Putnam County came out eighth in morbidity rating and 10th in mortality, but the rest of the rankings were middle of the pack at best, according to the University of Wisconsin Population Health Institute and the Robert Wood Johnson Foundation's annual report, ranking the health of all Hoosier counties.
In ranking seventh overall, Putnam County also ranked 26th health behaviors, 38th in health factors, 46th in social and economic factors, 65th in clinical care and 86th in physical environment.
The County Health Rankings rank overall health for every county in all 50 states -- more than 3,000 total -- by using a standard formula to measure how healthy people are and how long they live.
The rankings pull together numerous measurements that influence overall health, including education rates, income levels, access to healthy food and access to medical care.
This year's report includes several new measures, such as how many fast-food restaurants are in a county and levels of physical inactivity among residents.
"This report is an annual check-up of the health of our counties," said State Health Commissioner and former Greencastle physician Gregory Larkin, M.D. "It is a tool to help us create a healthier Indiana. Community leaders, businesses and citizens need to work together to help improve their county's health environment, and everyone in the state will reap the benefits of good health."
According to this year's rankings, the 10 healthiest counties in Indiana are Hamilton, Boone, LaGrange, Dubois, Hendricks, Brown, Putnam, Wells, DeKalb and Adams.
The 10 counties with the lowest health outcomes are Crawford, Lake, Delaware, Jennings, Switzerland, Fayette, Sullivan, Starke, Pike and Scott.
Among Putnam County's neighbors, Hendricks fared the best at No. 5 healthiest, while Owen was 32nd, Morgan was 42nd, Montgomery ranked 52nd, Clay 56th and Parke 67th overall.
Among some of the more interesting figures, Putnam County recorded:
-- A 31% adult obesity rate (31% is the state average; 25% is the national benchmark).
-- A 22% adult smoking rate, down from 26% a year ago (24% is the state norm; 14% the national average).
-- A 30% physical inactivity rate (27% statewide; 21% nationally).
-- An 11% excessive drinking rate (16% is the state average; 8% nationally).
-- An 18% access to healthy food rate (7% is the state norm).
-- A 62% fast-food segment of restaurants (50% in state; 25% nationally).
-- An 83% high school graduation rate (84% is state average).
-- A 17% uninsured adult rate (16% is the state norm).
-- A 24% child in single-parent households rate (32% is the state average; 20% nationally).

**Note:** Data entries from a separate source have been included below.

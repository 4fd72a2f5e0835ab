//! Telegram adapter

use async_trait::async_trait;
use reqwest::Client;
use serde::de::DeserializeOwned;
use serde::{Deserialize, Serialize};

use crate::domain::entities::{self, ChatEvent, ChatId, ChatKind, CommandRegistry};
use crate::domain::traits::{Bot, BotInfo, ParseMode};
use crate::application::errors::{BotError, EnumerationError};

/// Telegram API base URL
const API_BASE: &str = "https://api.telegram.org";

/// Telegram update type
#[derive(Debug, Clone, Deserialize, Serialize)]
pub struct Update {
    pub update_id: i64,
    pub message: Option<Message>,
}

#[derive(Debug, Clone, Deserialize, Serialize)]
pub struct Message {
    pub message_id: i64,
    pub from: Option<User>,
    pub chat: Chat,
    pub text: Option<String>,
    pub caption: Option<String>,
    pub new_chat_members: Option<Vec<User>>,
    pub left_chat_member: Option<User>,
}

#[derive(Debug, Clone, Deserialize, Serialize)]
pub struct User {
    pub id: i64,
    #[serde(default)]
    pub is_bot: bool,
    pub first_name: String,
    pub last_name: Option<String>,
    pub username: Option<String>,
}

#[derive(Debug, Clone, Deserialize, Serialize)]
pub struct Chat {
    pub id: i64,
    #[serde(rename = "type")]
    pub kind: String,
}

#[derive(Debug, Clone, Deserialize)]
struct ChatMember {
    user: User,
}

/// Envelope of every Bot API response
#[derive(Debug, Deserialize)]
struct ApiResponse<T> {
    ok: bool,
    result: Option<T>,
    description: Option<String>,
    error_code: Option<i64>,
}

/// Failure of a single Bot API call
#[derive(Debug)]
enum CallError {
    Transport(String),
    Api { code: i64, description: String },
    Parse(String),
}

impl From<CallError> for BotError {
    fn from(e: CallError) -> Self {
        match e {
            CallError::Transport(msg) => BotError::Network(msg),
            CallError::Api { code, description } => BotError::Api(format!("{}: {}", code, description)),
            CallError::Parse(msg) => BotError::Parse(msg),
        }
    }
}

impl From<CallError> for EnumerationError {
    fn from(e: CallError) -> Self {
        match e {
            CallError::Api { code: 403, description } => EnumerationError::Permission(description),
            CallError::Api { code: 400, description } if description.contains("rights") => {
                EnumerationError::Permission(description)
            }
            CallError::Api { code, description } => {
                EnumerationError::Network(format!("{}: {}", code, description))
            }
            CallError::Transport(msg) | CallError::Parse(msg) => EnumerationError::Network(msg),
        }
    }
}

impl From<User> for entities::User {
    fn from(u: User) -> Self {
        entities::User {
            id: u.id,
            username: u.username,
            first_name: u.first_name,
            last_name: u.last_name,
            is_bot: u.is_bot,
        }
    }
}

impl Update {
    /// Convert into a chat event; `None` for updates the bot ignores
    pub fn into_event(self) -> Option<ChatEvent> {
        let msg = self.message?;
        let chat = entities::Chat::new(msg.chat.id, ChatKind::parse(&msg.chat.kind));

        if let Some(users) = msg.new_chat_members {
            return Some(ChatEvent::MembersJoined {
                chat,
                users: users.into_iter().map(Into::into).collect(),
            });
        }
        if let Some(user) = msg.left_chat_member {
            return Some(ChatEvent::MemberLeft { chat, user: user.into() });
        }

        let sender = msg.from?;
        let text = msg.text.or(msg.caption).unwrap_or_default();
        Some(ChatEvent::message(chat, sender.into(), text))
    }

    /// Get the next update offset
    pub fn next_offset(updates: &[Update], current: i64) -> i64 {
        updates.iter()
            .map(|u| u.update_id + 1)
            .max()
            .unwrap_or(current)
    }
}

/// Telegram bot adapter
pub struct TelegramAdapter {
    token: String,
    client: Client,
    info: BotInfo,
}

impl TelegramAdapter {
    pub fn new(token: impl Into<String>, bot_name: impl Into<String>) -> Self {
        Self {
            token: token.into(),
            client: Client::new(),
            info: BotInfo {
                id: 0,
                name: bot_name.into(),
                username: String::new(),
            },
        }
    }

    /// Get the API URL for a method
    fn api_url(&self, method: &str) -> String {
        format!("{}/bot{}/{}", API_BASE, self.token, method)
    }

    async fn call<Q, T>(&self, method: &str, request: &Q) -> Result<T, CallError>
    where
        Q: Serialize + ?Sized + Sync,
        T: DeserializeOwned,
    {
        let response = self.client
            .post(self.api_url(method))
            .json(request)
            .send()
            .await
            .map_err(|e| CallError::Transport(e.to_string()))?;

        let status = response.status();
        let data: ApiResponse<T> = response
            .json()
            .await
            .map_err(|e| CallError::Parse(format!("{} ({})", e, status)))?;

        match (data.ok, data.result) {
            (true, Some(result)) => Ok(result),
            _ => Err(CallError::Api {
                code: data.error_code.unwrap_or(i64::from(status.as_u16())),
                description: data.description.unwrap_or_else(|| status.to_string()),
            }),
        }
    }

    /// Fetch bot info from Telegram API
    pub async fn fetch_bot_info(&mut self) -> Result<(), BotError> {
        let me: User = self.call("getMe", &serde_json::json!({})).await?;
        self.info = BotInfo {
            id: me.id,
            name: me.first_name,
            username: me.username.unwrap_or_default(),
        };
        Ok(())
    }

    /// Long-poll for updates
    pub async fn get_updates(&self, offset: i64, timeout: i64) -> Result<Vec<Update>, BotError> {
        #[derive(Serialize)]
        struct GetUpdatesRequest {
            offset: i64,
            timeout: i64,
            allowed_updates: Vec<String>,
        }

        let request = GetUpdatesRequest {
            offset,
            timeout,
            allowed_updates: vec!["message".to_string()],
        };
        Ok(self.call("getUpdates", &request).await?)
    }

    /// Send a message with specific parse mode
    pub async fn send_message_with_format(&self, chat_id: ChatId, text: &str, parse_mode: Option<&str>) -> Result<String, BotError> {
        #[derive(Serialize)]
        struct SendMessageRequest<'a> {
            chat_id: ChatId,
            text: &'a str,
            #[serde(skip_serializing_if = "Option::is_none")]
            parse_mode: Option<&'a str>,
            disable_web_page_preview: bool,
        }

        #[derive(Deserialize)]
        struct MessageResult {
            message_id: i64,
        }

        let request = SendMessageRequest {
            chat_id,
            text,
            parse_mode,
            disable_web_page_preview: true,
        };
        let result: MessageResult = self.call("sendMessage", &request).await?;
        Ok(result.message_id.to_string())
    }

    /// Register bot commands with Telegram
    pub async fn register_commands(&self, registry: &CommandRegistry) -> Result<(), BotError> {
        #[derive(Serialize)]
        struct Command<'a> {
            command: &'a str,
            description: &'a str,
        }

        #[derive(Serialize)]
        struct SetMyCommandsRequest<'a> {
            commands: Vec<Command<'a>>,
        }

        let request = SetMyCommandsRequest {
            commands: registry
                .all()
                .map(|c| Command { command: &c.name, description: &c.description })
                .collect(),
        };
        let _: bool = self.call("setMyCommands", &request).await?;

        tracing::info!("Registered {} bot commands with Telegram", registry.all().count());
        Ok(())
    }

    async fn member_count(&self, chat_id: ChatId) -> Result<usize, CallError> {
        let count: i64 = self.call("getChatMemberCount", &serde_json::json!({ "chat_id": chat_id })).await?;
        Ok(usize::try_from(count).unwrap_or(0))
    }

    async fn administrators(&self, chat_id: ChatId) -> Result<Vec<User>, CallError> {
        let members: Vec<ChatMember> = self
            .call("getChatAdministrators", &serde_json::json!({ "chat_id": chat_id }))
            .await?;
        Ok(members.into_iter().map(|m| m.user).collect())
    }
}

#[async_trait]
impl Bot for TelegramAdapter {
    async fn start(&self) -> Result<(), BotError> {
        tracing::info!("Starting Telegram bot (token: {}...)", &self.token[..8.min(self.token.len())]);
        Ok(())
    }

    async fn send_message(&self, chat_id: ChatId, text: &str, mode: ParseMode) -> Result<String, BotError> {
        tracing::debug!("Sending to {}: {}", chat_id, text);
        self.send_message_with_format(chat_id, text, mode.api_value()).await
    }

    /// The Bot API only lists administrators, so the result is complete only
    /// when every member is an administrator.
    async fn enumerate_members(&self, chat_id: ChatId) -> Result<Vec<entities::User>, EnumerationError> {
        let total = self.member_count(chat_id).await?;
        let admins = self.administrators(chat_id).await?;

        if admins.len() < total {
            return Err(EnumerationError::Incomplete { listed: admins.len(), total });
        }
        Ok(admins.into_iter().map(Into::into).collect())
    }

    fn bot_info(&self) -> BotInfo {
        self.info.clone()
    }
}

In another interesting item gleaned from the report, figures indicate Putnam County has one primary care physician per every 1,375 residents. The state average is one physician per 889 residents, while nationally the figure is one per 631 people.
Dr. Larkin says there have been several statewide initiatives in Indiana that have taken a system-wide approach to address public health issues. The most recent is the statewide smoke-free air law that takes effect July 1, 2012.

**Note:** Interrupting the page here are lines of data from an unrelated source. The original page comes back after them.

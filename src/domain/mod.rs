//! Domain layer - Core business objects and the seams to the outside world
//!
//! This layer contains:
//! - Entities: Users, mentions, chat events, owners, commands
//! - Traits: Abstractions for infrastructure (Bot, Store)

pub mod entities;
pub mod traits;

In addition to systems approaches, the Indiana State Department of Health released the Indiana State Health Improvement Plan in 2011, which focuses on food safety, HIV and viral hepatitis, infant mortality, healthy weight, healthcare associated infections and tobacco use.

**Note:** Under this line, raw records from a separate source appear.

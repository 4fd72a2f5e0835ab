use crate::domain::entities::CommandRegistry;

/// Static texts for the informational commands
pub struct CommandService {
    registry: CommandRegistry,
    bot_name: String,
}

impl CommandService {
    pub fn new(bot_name: impl Into<String>) -> Self {
        Self {
            registry: CommandRegistry::with_defaults(),
            bot_name: bot_name.into(),
        }
    }

    pub fn registry(&self) -> &CommandRegistry {
        &self.registry
    }

    pub fn start_text(&self) -> String {
        "👋 Hi! I mention everyone in a group.\n\n\
         📝 Add me to a group and make me an administrator.\n\n\
         🔹 Use /all or write @all to mention everyone.\n\
         🔹 /help — show help"
            .to_string()
    }

    /// HTML-formatted help
    pub fn help_text(&self) -> String {
        let mut help = format!("📖 <b>{}</b>\n\n<b>Commands:</b>\n", self.bot_name);
        for cmd in self.registry.all() {
            help.push_str(&format!("• /{} — {}\n", cmd.name, cmd.description));
            if let Some(usage) = &cmd.usage {
                help.push_str(&format!("   <i>{}</i>\n", usage));
            }
        }
        help.push_str(
            "\n<b>Important:</b>\n\
             • You can also write @all anywhere in a message\n\
             • The bot should be an administrator of the group\n\
             • Members who never wrote in the chat may be missing \
             when the full member list is unavailable",
        );
        help
    }

    pub fn version_text(&self) -> String {
        format!("{} v{}", self.bot_name, env!("CARGO_PKG_VERSION"))
    }
}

"The County Health Rankings are a valuable resource for our local health departments as they prepare for national public health accreditation," Dr. Larkin said. "Health departments and nonprofit hospitals can use these data to help develop the community health assessments and community health improvement plans that are required for the Internal Revenue Service tax rules and public health accreditation."
The goal of the accreditation program is to improve and protect the health of every community by advancing the quality and performance of public health departments.
Researchers used five measures to assess the level of overall health or "health outcomes" for Indiana by county: The rate of people dying before age 75, the percentage of people who report being in fair or poor health, the number of days people report being in poor physical and poor mental health and the rate of low-birth weight infants.
The report explores factors that affect people's health within four categories: Health behavior, clinical care, social and economic factors and physical environment. The health factors that were assessed included adult smoking rates, access to care, unemployment, adult obesity, teen birth rate, access to healthy foods and motor vehicle death rate.
"The County Health Rankings show us that much of what influences our health happens outside of the doctor's office. In fact, where we live, learn, work and play has a big role in determining how healthy we are and how long we live," said Risa Lavizzo-Mourey, president and CEO of the Robert Wood Johnson Foundation.
"These issues are not for local health departments and the medical community only," Dr. Larkin assured. "Many factors influence our health, like our levels of education and income, our access to healthy nutritious foods and our access to smoke-free air to breathe. These annual health findings further demonstrate that the best way to make a real impact in public health is to engage the entire system."
For more about information about these rankings,interested persons can view the report at www.countyhealthrankings.org.